# Detailingworld™ Review- Britemax Twin Metals



## Brian1612 (Apr 5, 2015)

*Introduction*

So finally after reviews of the impressive Blackmax Polishing Glaze, easy to use Vantage Premium Wax & the effective Spray & Shine quick detailer, I am now at the final instalment of my Britemax reviews. Again courtesy of Matt at britemax-direct, this review will test Britemax's metal polish combo, the suitably named Twin Metals.

Before I begin, if you want any further info or wish to purchase Twin Metals or any of the Britemax products tested so far, please visit http://www.britemax-direct.co.uk/.

*The Product*



The description from the britemax-direct website offers an in-depth explanation on Twim Metals and how it works:

_•	Quick & Easily Cut
•	Removes Oxidation
•	No Hard to Remove Residue
•	Easy On & Easy Off Application
•	Apply in Direct Sunlight
•	Removes Surface Rust from Chrome
•	Long-Lasting Protective Shine
•	Quickly Brightens & Seals Metals

"Highly regarded by the detailing community worldwide as the best metal cleaner, polish and sealant combo available today. So much so that they nick named them the 'Metal Twins', a name that we have now adopted. With this kit you can remove oxidation and staining from bare metals, chrome and stainless steel. Our unique formulation is fortified to provide a 'chrome like' appearance on polished aluminium with a protective resin polymer seal. 
Easy Cut cleans light to heavy oxidation easily from bare metals such as aluminium, brass copper, magnesium, gold, silver and blended metals. It quickly removes surface rust from chrome. Easy Cut contains a combination of solvents & chemicals that react to break down oxidation slip components and extremely fine abrasives. Together these components work to quickly remove most surface problems from the metals previously mentioned. What used to take hours to clean with most currently available metal cleaners can be done in minutes with relative ease and amazing results. A great attribute of this product is that it is designed to dry completely before wiping off the polishing residue and it can be used on warm to medium hot surfaces. For very badly oxidized surfaces it is recommended that the Easy Cut process is repeated a second time because most of the material that gets removed in the first application contaminates the product. This second application in this instance makes a dramatic difference in the appearance of the surface. Easy Cut should be followed up with Final Shine metal polish when cleaning polished aluminium for an almost chrome like finish. Not for use on plated or anodized metals.

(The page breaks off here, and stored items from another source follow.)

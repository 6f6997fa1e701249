//! Search-expression compiler.
//!
//! Turns a client-submitted filter tree over book or series attributes into a
//! backend-agnostic [`Predicate`] plus the set of [`RequiredJoin`]s that must
//! be in scope to evaluate it, and folds in the caller's security scope.
//!
//! # Pre-conditions
//! - Filter trees from untrusted sources are checked with [`FilterLimits`]
//!   before compilation.
//!
//! # Post-conditions
//! - Compilation is pure: the same tree, context and instant always produce
//!   an equal [`CompiledFilter`].
//!
//! # Invariants
//! - Multi-valued attributes never add a join; they compile to sub-queries.
//! - An empty library scope compiles to `False`, never to an empty `IN`.

pub mod compile;
pub mod condition;
pub mod join;
pub mod limits;
pub mod operator;
pub mod predicate;
pub mod schema;

pub use compile::{CompileError, CompiledFilter, FilterCompiler, SearchCondition};
pub use condition::{AuthorMatch, BookCondition, ConditionTree, PosterMatch, SeriesCondition};
pub use join::{Entity, JoinOn, JoinPlan, JoinSet, RequiredJoin};
pub use limits::{FilterLimitError, FilterLimits};
pub use operator::{BooleanOp, DateOp, Equality, Numeric, NumericNullable, StringOp};
pub use predicate::{Column, Comparison, Literal, Predicate, SubQuery, TextMatch};
pub use schema::Table;
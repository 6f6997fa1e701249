//! Token verification key material.
//!
//! # Pre-conditions
//! - Exactly one of an HS256 secret or an RS256 public key is configured.
//!
//! # Post-conditions
//! - A `JwtConfig` is immutable once created.
//!
//! # Invariants
//! - `JwtConfig::Hs256` secrets are never empty.
//! - `JwtConfig::Rs256` public keys parse as PEM-encoded RSA public keys.

use jsonwebtoken::{Algorithm, DecodingKey};

/// Error returned when JWT configuration is invalid.
#[derive(Debug)]
pub enum JwtConfigError {
    /// The HS256 secret is empty.
    EmptySecret,
    /// The RS256 public key is not a valid PEM-encoded RSA public key.
    InvalidRs256PublicKey(String),
}

impl std::fmt::Display for JwtConfigError {
    fn fmt(&self, f: &mut std::fmt::Formatter<'_>) -> std::fmt::Result {
        match self {
            Self::EmptySecret => write!(f, "HS256 secret must not be empty"),
            Self::InvalidRs256PublicKey(reason) => {
                write!(f, "invalid RS256 public key: {reason}")
            }
        }
    }
}

impl std::error::Error for JwtConfigError {}

/// How bearer tokens are verified.
#[derive(Debug, Clone)]
pub enum JwtConfig {
    /// HMAC-SHA256 with a shared secret.
    Hs256 { secret: Vec<u8> },
    /// RSA-SHA256 against a PEM-encoded public key.
    Rs256 { public_key: String },
}

impl JwtConfig {
    /// # Errors
    /// Returns `JwtConfigError::EmptySecret` if the secret is empty.
    pub fn new_hs256(secret: Vec<u8>) -> Result<Self, JwtConfigError> {
        if secret.is_empty() {
            return Err(JwtConfigError::EmptySecret);
        }
        Ok(Self::Hs256 { secret })
    }

    /// # Errors
    /// Returns `JwtConfigError::InvalidRs256PublicKey` if the key does not parse.
    pub fn new_rs256(public_key: String) -> Result<Self, JwtConfigError> {
        DecodingKey::from_rsa_pem(public_key.as_bytes())
            .map_err(|e| JwtConfigError::InvalidRs256PublicKey(e.to_string()))?;
        Ok(Self::Rs256 { public_key })
    }

    #[must_use]
    pub const fn algorithm(&self) -> Algorithm {
        match self {
            Self::Hs256 { .. } => Algorithm::HS256,
            Self::Rs256 { .. } => Algorithm::RS256,
        }
    }
}
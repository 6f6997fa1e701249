//! Test library scoping of searches.

use crate::e2e_tests::helpers::{Catalogue, ids, reader};
use crate::search::{BookCondition, Equality, StringOp};
use crate::types::LibraryId;

fn catalogue() -> Catalogue {
    Catalogue::new()
        .book_in("a1", "s1", "lib-a")
        .book_in("a2", "s1", "lib-a")
        .book_in("b1", "s2", "lib-b")
        .book_in("c1", "s3", "lib-c")
}

#[test]
fn test_unscoped_reader_sees_everything() {
    assert_eq!(
        catalogue().visible::<BookCondition>(&reader()),
        ids(&["a1", "a2", "b1", "c1"])
    );
}

#[test]
fn test_scoped_reader_sees_authorized_libraries() {
    let context = reader().with_libraries([LibraryId::new("lib-c"), LibraryId::new("lib-a")]);
    assert_eq!(
        catalogue().visible::<BookCondition>(&context),
        ids(&["a1", "a2", "c1"])
    );
}

#[test]
fn test_no_authorized_library_sees_nothing() {
    let context = reader().with_libraries([]);
    assert!(catalogue().visible::<BookCondition>(&context).is_empty());
}

/// A user filter can narrow the scope but never widen it.
#[test]
fn test_user_filter_cannot_escape_scope() {
    let context = reader().with_libraries([LibraryId::new("lib-a")]);
    let catalogue = catalogue();
    let other_library = BookCondition::LibraryId(Equality::Is(LibraryId::new("lib-b")));
    assert!(catalogue.search(&context, &other_library).is_empty());

    let anything = BookCondition::AnyOf(vec![
        other_library,
        BookCondition::Title(StringOp::DoesNotContain("zzz".to_owned())),
        BookCondition::AllOf(vec![]),
    ]);
    assert_eq!(catalogue.search(&context, &anything), ids(&["a1", "a2"]));
}
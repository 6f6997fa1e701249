//! Size limits for client-supplied filter trees.
//!
//! The compilers recurse over the tree without any bound. Callers that accept
//! filters from the network check them against `FilterLimits` first. The
//! measurement itself is iterative, so an adversarial tree cannot exhaust the
//! stack while being measured.

use super::condition::ConditionTree;

/// Upper bounds on the shape of a filter tree.
#[derive(Debug, Clone, Copy, PartialEq, Eq)]
pub struct FilterLimits {
    /// Maximum nesting depth. A single leaf has depth 1.
    pub max_depth: usize,
    /// Maximum number of nodes, combinators included.
    pub max_nodes: usize,
}

/// Error returned when a filter tree exceeds its limits.
#[derive(Debug, Clone, PartialEq, Eq)]
pub enum FilterLimitError {
    TooDeep { limit: usize },
    TooLarge { limit: usize },
}

impl std::fmt::Display for FilterLimitError {
    fn fmt(&self, f: &mut std::fmt::Formatter<'_>) -> std::fmt::Result {
        match self {
            Self::TooDeep { limit } => write!(f, "filter is nested deeper than {limit} levels"),
            Self::TooLarge { limit } => write!(f, "filter has more than {limit} conditions"),
        }
    }
}

impl std::error::Error for FilterLimitError {}

impl Default for FilterLimits {
    fn default() -> Self {
        Self {
            max_depth: Self::DEFAULT_MAX_DEPTH,
            max_nodes: Self::DEFAULT_MAX_NODES,
        }
    }
}

impl FilterLimits {
    pub const DEFAULT_MAX_DEPTH: usize = 32;
    pub const DEFAULT_MAX_NODES: usize = 512;

    /// Check a tree against these limits.
    ///
    /// Stops walking as soon as a limit is exceeded.
    pub fn check<C: ConditionTree>(&self, root: &C) -> Result<(), FilterLimitError> {
        let mut stack = vec![(root, 1_usize)];
        let mut nodes = 0_usize;

        while let Some((node, depth)) = stack.pop() {
            nodes += 1;
            if nodes > self.max_nodes {
                return Err(FilterLimitError::TooLarge {
                    limit: self.max_nodes,
                });
            }
            if depth > self.max_depth {
                return Err(FilterLimitError::TooDeep {
                    limit: self.max_depth,
                });
            }
            if let Some(children) = node.children() {
                stack.extend(children.iter().map(|child| (child, depth + 1)));
            }
        }

        Ok(())
    }
}

#[cfg(test)]
mod tests {
    use super::*;
    use crate::search::{BookCondition, Equality};

    fn tag(value: &str) -> BookCondition {
        BookCondition::Tag(Equality::Is(value.to_owned()))
    }

    fn nested(depth: usize) -> BookCondition {
        (1..depth).fold(tag("x"), |inner, _| BookCondition::AllOf(vec![inner]))
    }

    #[test]
    fn test_leaf_is_within_limits() {
        assert!(FilterLimits::default().check(&tag("a")).is_ok());
    }

    #[test]
    fn test_depth_limit_is_inclusive() {
        let limits = FilterLimits {
            max_depth: 4,
            max_nodes: 100,
        };
        assert!(limits.check(&nested(4)).is_ok());
        assert_eq!(
            limits.check(&nested(5)),
            Err(FilterLimitError::TooDeep { limit: 4 })
        );
    }

    #[test]
    fn test_node_limit() {
        let limits = FilterLimits {
            max_depth: 10,
            max_nodes: 3,
        };
        let wide = BookCondition::AnyOf(vec![tag("a"), tag("b"), tag("c")]);
        assert_eq!(
            limits.check(&wide),
            Err(FilterLimitError::TooLarge { limit: 3 })
        );
        let narrow = BookCondition::AnyOf(vec![tag("a"), tag("b")]);
        assert!(limits.check(&narrow).is_ok());
    }

    #[test]
    fn test_very_deep_tree_is_rejected_without_recursion() {
        let limits = FilterLimits::default();
        let deep = nested(5_000);
        let result = limits.check(&deep);
        assert!(matches!(result, Err(FilterLimitError::TooDeep { .. })));
        // Unwind the chain by hand so freeing the tree does not recurse.
        let mut current = deep;
        while let BookCondition::AllOf(mut children) = current {
            current = children.pop().unwrap_or_else(|| tag("end"));
        }
    }

    #[test]
    fn test_error_display() {
        assert_eq!(
            FilterLimitError::TooDeep { limit: 3 }.to_string(),
            "filter is nested deeper than 3 levels"
        );
        assert_eq!(
            FilterLimitError::TooLarge { limit: 9 }.to_string(),
            "filter has more than 9 conditions"
        );
    }
}
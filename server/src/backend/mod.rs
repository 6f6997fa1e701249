//! Consumers of compiled filters.
//!
//! - `sql`: renders a compiled filter into a parameterised statement.
//! - `memory`: evaluates a compiled filter against in-memory rows.
//!
//! Both resolve joins through `RequiredJoin::plan`, so they agree on which
//! table instance every column reference points at.

pub mod memory;
pub mod sql;

pub use memory::{MemoryStore, Row};
pub use sql::{SqlFragment, render_predicate, render_predicate_with_offset, render_select};
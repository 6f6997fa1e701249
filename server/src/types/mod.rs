pub mod domain;
pub mod ids;

pub use domain::{MediaProfile, MediaStatus, PosterType, ReadStatus, SeriesStatus};
pub use ids::{CollectionId, LibraryId, ReadListId, SeriesId, UserId};
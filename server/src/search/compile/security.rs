//! Security scope: authorized libraries AND content restrictions.

use super::{CompiledFilter, restriction};
use crate::auth::SecurityContext;
use crate::search::join::Entity;
use crate::search::predicate::{Literal, Predicate};

pub fn compile(entity: Entity, context: &SecurityContext) -> CompiledFilter {
    let libraries = match &context.authorized_library_ids {
        None => Predicate::True,
        Some(ids) if ids.is_empty() => Predicate::False,
        Some(ids) => Predicate::InList {
            column: entity.library_column(),
            values: ids.iter().cloned().map(Literal::from).collect(),
            negated: false,
        },
    };
    CompiledFilter::new(libraries).and(restriction::compile(&context.restrictions))
}

#[cfg(test)]
mod tests {
    use super::*;
    use crate::auth::{AgeRestriction, ContentRestrictions};
    use crate::search::join::RequiredJoin;
    use crate::search::schema::{book, series};
    use crate::types::LibraryId;

    #[test]
    fn test_unrestricted_is_true() {
        let compiled = compile(Entity::Book, &SecurityContext::unrestricted());
        assert_eq!(compiled, CompiledFilter::always());
    }

    #[test]
    fn test_no_libraries_is_false_not_empty_in() {
        let context = SecurityContext::unrestricted().with_libraries(Vec::new());
        let compiled = compile(Entity::Series, &context);
        assert_eq!(compiled.predicate, Predicate::False);
    }

    #[test]
    fn test_library_membership_uses_entity_column() {
        let libraries = [LibraryId::new("b"), LibraryId::new("a")];
        let context = SecurityContext::unrestricted().with_libraries(libraries);
        let expected = |column| Predicate::InList {
            column,
            values: vec![Literal::from("a"), Literal::from("b")],
            negated: false,
        };
        let book_scope = compile(Entity::Book, &context);
        assert_eq!(book_scope.predicate, expected(book::LIBRARY_ID));
        let series_scope = compile(Entity::Series, &context);
        assert_eq!(series_scope.predicate, expected(series::LIBRARY_ID));
    }

    #[test]
    fn test_restrictions_are_anded_and_joins_unioned() {
        let context = SecurityContext::unrestricted()
            .with_libraries([LibraryId::new("a")])
            .with_restrictions(ContentRestrictions::new(
                Some(AgeRestriction::exclude(18)),
                Vec::<&str>::new(),
                Vec::<&str>::new(),
            ));
        let compiled = compile(Entity::Book, &context);
        let Predicate::And(parts) = &compiled.predicate else {
            panic!("expected a conjunction, got {:?}", compiled.predicate);
        };
        assert!(matches!(parts.first(), Some(Predicate::InList { .. })));
        let joins = &compiled.required_joins;
        assert!(joins.contains(&RequiredJoin::SeriesMetadata));
    }
}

Final Shine removes light oxidation and light to medium staining from bare metals, chrome and stainless steel. Final Shine removes light oxidation and light to medium staining from bare metals, chrome and stainless steel. This unique formulation is fortified to provide a 'chrome like' appearance on polished aluminium with a protective resin polymer seal. Final Shine will continue to protect the metal for months even when exposed to the elements. Final Shine has a similar chemical design to Easy Cut replacing the accelerated cleaning power with a hard protective layer. This product is designed to create a show quality finish that stands up to environmental elements such as moisture, wash solvents, road grime, salt etc. Because Final Shine has a non-binding feel while polishing, it's very easy to work with. Allow Final Shine to dry completely. When the residue is wiped off, the results are dramatic. Polished aluminium looks like chrome. The two greatest attributes of Final Shine are it is extremely quick and easy to work with and it leaves an amazing finish. Not for use on plated or anodized metals."_

Metal twins can be bought either separate or together as a set. The sets come in 3 different sizes, starting with the small(4oz), medium(8oz) & large(16oz). I have the 4oz metal twins here to test, provided by Matt at britemax-direct. Having seen a lot of the Britemax range now, the packaging on the Metal Twins sports the same Britemax labelling, very clear and professional looking. Being a metal polish and sealant, there was little point discussing scent, this smells like any other metal polish, a strong chemical scent. What I do like is nifty little flip nozzles incorporated into these bottles which make pouring the right amount of product effortless, reducing product waste and saving you £££.

*The Method*

So the directions provided by Britemax are as follows:

_"How to use - Shake well and often before and during use. Make sure all solids have been released from the bottom of the container. Apply small amounts to a soft cloth and rub into surface with light to medium pressure.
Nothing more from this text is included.